Description of the task: Show every line of the data where the word "datetime" can be found.

Input records:
______________________________
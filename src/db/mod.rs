//! Device record persistence
//!
//! The gateway only ever writes through the [`DeviceRepository`] port; it
//! never reads device state back during operation.

pub mod device;

use std::path::Path;

use r2d2::{Pool, PooledConnection};
use r2d2_sqlite::SqliteConnectionManager;
use rusqlite::Connection;

use crate::{Error, Result};

pub use device::{DeviceRecord, DeviceRepository, SqliteDeviceRepository};

/// Database connection pool
pub type DbPool = Pool<SqliteConnectionManager>;

/// Pooled database connection
pub type DbConn = PooledConnection<SqliteConnectionManager>;

/// Current schema version
pub const SCHEMA_VERSION: i32 = 1;

/// Initialize the database
///
/// # Errors
///
/// Returns error if the database cannot be opened or migrated
pub fn init<P: AsRef<Path>>(path: P) -> Result<DbPool> {
    let manager = SqliteConnectionManager::file(path);
    let pool = Pool::builder()
        .max_size(4)
        .build(manager)
        .map_err(|e| Error::Database(e.to_string()))?;

    let conn = pool.get().map_err(|e| Error::Database(e.to_string()))?;
    migrate(&conn)?;

    tracing::info!(version = SCHEMA_VERSION, "database initialized");
    Ok(pool)
}

/// Initialize an in-memory database (for testing)
///
/// # Errors
///
/// Returns error if the database cannot be initialized
pub fn init_memory() -> Result<DbPool> {
    let manager = SqliteConnectionManager::memory();
    let pool = Pool::builder()
        .max_size(1)
        .build(manager)
        .map_err(|e| Error::Database(e.to_string()))?;

    let conn = pool.get().map_err(|e| Error::Database(e.to_string()))?;
    migrate(&conn)?;

    Ok(pool)
}

fn migrate(conn: &Connection) -> Result<()> {
    let version: i32 = conn
        .query_row("PRAGMA user_version", [], |row| row.get(0))
        .unwrap_or(0);

    if version < 1 {
        conn.execute_batch(
            r"
            CREATE TABLE IF NOT EXISTS devices (
                id TEXT PRIMARY KEY,
                name TEXT NOT NULL,
                device_type TEXT NOT NULL,
                first_seen TEXT NOT NULL DEFAULT (datetime('now')),
                last_seen TEXT NOT NULL DEFAULT (datetime('now'))
            );

            PRAGMA user_version = 1;
            ",
        )
        .map_err(|e| Error::Database(e.to_string()))?;
    }

    Ok(())
}

#[cfg(test)]
mod tests {
    use super::*;

    #[test]
    fn init_memory_migrates() {
        let pool = init_memory().unwrap();
        let conn = pool.get().unwrap();
        let version: i32 = conn
            .query_row("PRAGMA user_version", [], |row| row.get(0))
            .unwrap();
        assert_eq!(version, SCHEMA_VERSION);
    }
}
______________________________
Reply to the exercise:
                first_seen TEXT NOT NULL DEFAULT (datetime('now')),
                last_seen TEXT NOT NULL DEFAULT (datetime('now'))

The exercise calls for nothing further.